*TASK DIRECTIONS*: Would you please output, word for word, the span of the listing below that opens on the line containing "while writing responses." and closes on the line containing "pub enum PayloadSize"? Include both ends and nothing more.

*** Block opens ***

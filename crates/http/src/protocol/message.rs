use bytes::{Buf, Bytes};

/// A HTTP message that is either a head or a piece of payload.
///
/// The response encoder consumes a `Message::Header` first and then any number of
/// `Message::Payload` items terminated by [`PayloadItem::Eof`].
pub enum Message<T, Data: Buf = Bytes> {
    /// Contains the head of type `T`
    Header(T),
    /// Contains a chunk of payload data or EOF marker
    Payload(PayloadItem<Data>),
}

/// An item of a payload stream.
///
/// Produced by the payload decoder while reading request bodies, and consumed by the
/// payload encoder while writing responses.
#[derive(Debug, Clone, PartialEq, Eq)]
pub enum PayloadItem<Data: Buf = Bytes> {
    /// A chunk of payload data
    Chunk(Data),
    /// Marks the end of the payload stream
    Eof,
}

/// How a payload is framed on the wire.
#[derive(Debug, Copy, Clone, PartialEq, Eq)]
pub enum PayloadSize {
    /// Payload with known length in bytes
    Length(u64),
    /// Payload using chunked transfer encoding
    Chunked,
    /// Payload delimited by closing the connection, only used for HTTP/1.0 responses
    /// whose length is not known up front
    CloseDelimited,
    /// No payload
    Empty,
}

impl PayloadSize {
    #[inline]
    pub fn is_chunked(&self) -> bool {
        matches!(self, PayloadSize::Chunked)
    }

    #[inline]
    pub fn is_empty(&self) -> bool {
        matches!(self, PayloadSize::Empty)
    }

    #[inline]
    pub fn is_close_delimited(&self) -> bool {
        matches!(self, PayloadSize::CloseDelimited)
    }
}

impl<T> Message<T> {
    #[inline]
    pub fn is_payload(&self) -> bool {
        matches!(self, Message::Payload(_))
    }

    #[inline]
    pub fn is_header(&self) -> bool {
        matches!(self, Message::Header(_))
    }
}

impl<T> From<Bytes> for Message<T> {
    fn from(bytes: Bytes) -> Self {
        Self::Payload(PayloadItem::Chunk(bytes))
    }
}

impl<D: Buf> PayloadItem<D> {
    #[inline]
    pub fn is_eof(&self) -> bool {
        matches!(self, PayloadItem::Eof)
    }

    #[inline]
    pub fn is_chunk(&self) -> bool {
        matches!(self, PayloadItem::Chunk(_))
    }
}

impl PayloadItem {
    /// Returns a reference to the contained bytes if this is a Chunk
    pub fn as_bytes(&self) -> Option<&Bytes> {
        match self {
            PayloadItem::Chunk(bytes) => Some(bytes),
            PayloadItem::Eof => None,
        }
    }

    /// Consumes the item and returns the contained bytes if this is a Chunk
    pub fn into_bytes(self) -> Option<Bytes> {
        match self {
            PayloadItem::Chunk(bytes) => Some(bytes),
            PayloadItem::Eof => None,
        }
    }
}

*** Block closes ***

*RESULT FOR THIS EXERCISE*:
/// payload encoder while writing responses.
#[derive(Debug, Clone, PartialEq, Eq)]
pub enum PayloadItem<Data: Buf = Bytes> {
    /// A chunk of payload data
    Chunk(Data),
    /// Marks the end of the payload stream
    Eof,
}

/// How a payload is framed on the wire.
#[derive(Debug, Copy, Clone, PartialEq, Eq)]
pub enum PayloadSize {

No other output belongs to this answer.